__Data shown__.
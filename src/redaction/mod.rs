// Copyright (c) 2025 Steve Wagner (ciroque@live.com)
// SPDX-License-Identifier: MIT

//! Redaction of sensitive fields inside job arguments.
//!
//! The scan is bounded to three levels below the argument list:
//!
//! ```text
//! argument (mapping)
//!   └─ value (mapping)
//!        └─ value (sequence)
//!             └─ element (mapping)
//! ```
//!
//! At each of those positions a filtered key with a truthy value is replaced
//! with [`FILTERED`]. Anything nested deeper is left as is, as are top-level
//! arguments that are not mappings.
//!
//! # Example
//! ```
//! use jobscribe::event::JobArgument;
//! use jobscribe::redaction::{redact, FilteredFields};
//! use serde_json::json;
//!
//! let fields = FilteredFields::new(["password"]);
//! let mut args = vec![JobArgument::from(json!({"user": "ann", "password": "hunter2"}))];
//!
//! redact(&mut args, &fields);
//!
//! assert_eq!(args[0], JobArgument::from(json!({"user": "ann", "password": "FILTERED"})));
//! ```

use serde::{Deserialize, Serialize};
use serde_json::{Map, Value};
use std::collections::BTreeSet;

use crate::event::JobArgument;
use crate::utils::is_truthy;

/// Sentinel written over a redacted value.
pub const FILTERED: &str = "FILTERED";

/// Immutable set of field names whose values must not reach the logs.
#[derive(Debug, Clone, Default, PartialEq, Eq, Serialize, Deserialize)]
#[serde(transparent)]
pub struct FilteredFields(BTreeSet<String>);

impl FilteredFields {
    pub fn new<I, S>(fields: I) -> Self
    where
        I: IntoIterator<Item = S>,
        S: Into<String>,
    {
        Self(fields.into_iter().map(Into::into).collect())
    }

    pub fn iter(&self) -> impl Iterator<Item = &str> {
        self.0.iter().map(String::as_str)
    }

    pub fn contains(&self, field: &str) -> bool {
        self.0.contains(field)
    }

    pub fn len(&self) -> usize {
        self.0.len()
    }

    pub fn is_empty(&self) -> bool {
        self.0.is_empty()
    }
}

impl<S: Into<String>> FromIterator<S> for FilteredFields {
    fn from_iter<I: IntoIterator<Item = S>>(iter: I) -> Self {
        Self::new(iter)
    }
}

/// Redact every filtered field in `arguments`, in place.
pub fn redact(arguments: &mut [JobArgument], fields: &FilteredFields) {
    for field in fields.iter() {
        for argument in arguments.iter_mut() {
            let Some(mapping) = argument.as_mapping_mut() else {
                continue;
            };
            redact_key(mapping, field);

            for value in mapping.values_mut() {
                let Value::Object(nested) = value else {
                    continue;
                };
                redact_key(nested, field);

                for params in nested.values_mut() {
                    let Value::Array(items) = params else {
                        continue;
                    };
                    for item in items.iter_mut() {
                        if let Value::Object(param) = item {
                            redact_key(param, field);
                        }
                    }
                }
            }
        }
    }
}

fn redact_key(mapping: &mut Map<String, Value>, field: &str) {
    if let Some(value) = mapping.get_mut(field) {
        if is_truthy(value) {
            *value = Value::String(FILTERED.to_string());
        }
    }
}

#[cfg(test)]
mod tests {
    use super::*;
    use serde_json::json;

    fn args(values: Vec<Value>) -> Vec<JobArgument> {
        values.into_iter().map(JobArgument::from).collect()
    }

    #[test]
    fn test_redacts_all_three_levels() {
        let fields = FilteredFields::new(["password"]);
        let mut arguments = args(vec![json!({
            "password": "secret",
            "nested": {"password": "x", "list": [{"password": "y"}]}
        })]);

        redact(&mut arguments, &fields);

        assert_eq!(
            arguments,
            args(vec![json!({
                "password": "FILTERED",
                "nested": {"password": "FILTERED", "list": [{"password": "FILTERED"}]}
            })])
        );
    }

    #[test]
    fn test_leaves_other_keys_untouched() {
        let fields = FilteredFields::new(["token"]);
        let mut arguments = args(vec![json!({"token": "abc", "user_id": 5, "note": "token"})]);

        redact(&mut arguments, &fields);

        assert_eq!(
            arguments,
            args(vec![json!({"token": "FILTERED", "user_id": 5, "note": "token"})])
        );
    }

    #[test]
    fn test_skips_non_mapping_arguments() {
        let fields = FilteredFields::new(["password"]);
        let original = args(vec![
            json!("password"),
            json!(["password", {"password": "x"}]),
            json!(42),
            json!(null),
        ]);
        let mut arguments = original.clone();

        redact(&mut arguments, &fields);

        assert_eq!(arguments, original);
    }

    #[test]
    fn test_does_not_reach_fourth_level() {
        let fields = FilteredFields::new(["password"]);
        let original = args(vec![json!({
            "outer": {"list": [{"inner": {"password": "deep"}}]}
        })]);
        let mut arguments = original.clone();

        redact(&mut arguments, &fields);

        assert_eq!(arguments, original);
    }

    #[test]
    fn test_sequence_directly_under_argument_is_not_scanned() {
        let fields = FilteredFields::new(["password"]);
        let original = args(vec![json!({"list": [{"password": "y"}]})]);
        let mut arguments = original.clone();

        redact(&mut arguments, &fields);

        assert_eq!(arguments, original);
    }

    #[test]
    fn test_falsy_values_are_kept() {
        let fields = FilteredFields::new(["password"]);
        let original = args(vec![json!({"password": null, "nested": {"password": false}})]);
        let mut arguments = original.clone();

        redact(&mut arguments, &fields);

        assert_eq!(arguments, original);
    }

    #[test]
    fn test_empty_string_is_truthy() {
        let fields = FilteredFields::new(["password"]);
        let mut arguments = args(vec![json!({"password": ""})]);

        redact(&mut arguments, &fields);

        assert_eq!(arguments, args(vec![json!({"password": "FILTERED"})]));
    }

    #[test]
    fn test_filtered_mapping_value_replaced_whole() {
        let fields = FilteredFields::new(["credentials"]);
        let mut arguments = args(vec![json!({"credentials": {"user": "a", "pass": "b"}})]);

        redact(&mut arguments, &fields);

        assert_eq!(arguments, args(vec![json!({"credentials": "FILTERED"})]));
    }

    #[test]
    fn test_multiple_fields() {
        let fields = FilteredFields::new(["password", "ssn"]);
        let mut arguments = args(vec![
            json!({"password": "p", "profile": {"ssn": "123"}}),
            json!({"ssn": "456", "name": "bo"}),
        ]);

        redact(&mut arguments, &fields);

        assert_eq!(
            arguments,
            args(vec![
                json!({"password": "FILTERED", "profile": {"ssn": "FILTERED"}}),
                json!({"ssn": "FILTERED", "name": "bo"}),
            ])
        );
    }

    #[test]
    fn test_identified_arguments_are_skipped() {
        let fields = FilteredFields::new(["_aj_globalid"]);
        let mut arguments = vec![JobArgument::identified("gid://app/User/1")];

        redact(&mut arguments, &fields);

        assert_eq!(arguments, vec![JobArgument::identified("gid://app/User/1")]);
    }

    #[test]
    fn test_no_fields_is_a_no_op() {
        let original = args(vec![json!({"password": "secret"})]);
        let mut arguments = original.clone();

        redact(&mut arguments, &FilteredFields::default());

        assert_eq!(arguments, original);
    }

    #[test]
    fn test_filtered_fields_deserialize_from_list() {
        let fields: FilteredFields = serde_json::from_value(json!(["b", "a", "b"])).unwrap();
        assert_eq!(fields.len(), 2);
        assert!(fields.contains("a"));
        assert_eq!(fields.iter().collect::<Vec<_>>(), vec!["a", "b"]);
    }
}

__Instructions for the task__. Copy out the lines above that hold the string "IntoIterator".

__Task response__.
        I: IntoIterator<Item = S>,
    fn from_iter<I: IntoIterator<Item = S>>(iter: I) -> Self {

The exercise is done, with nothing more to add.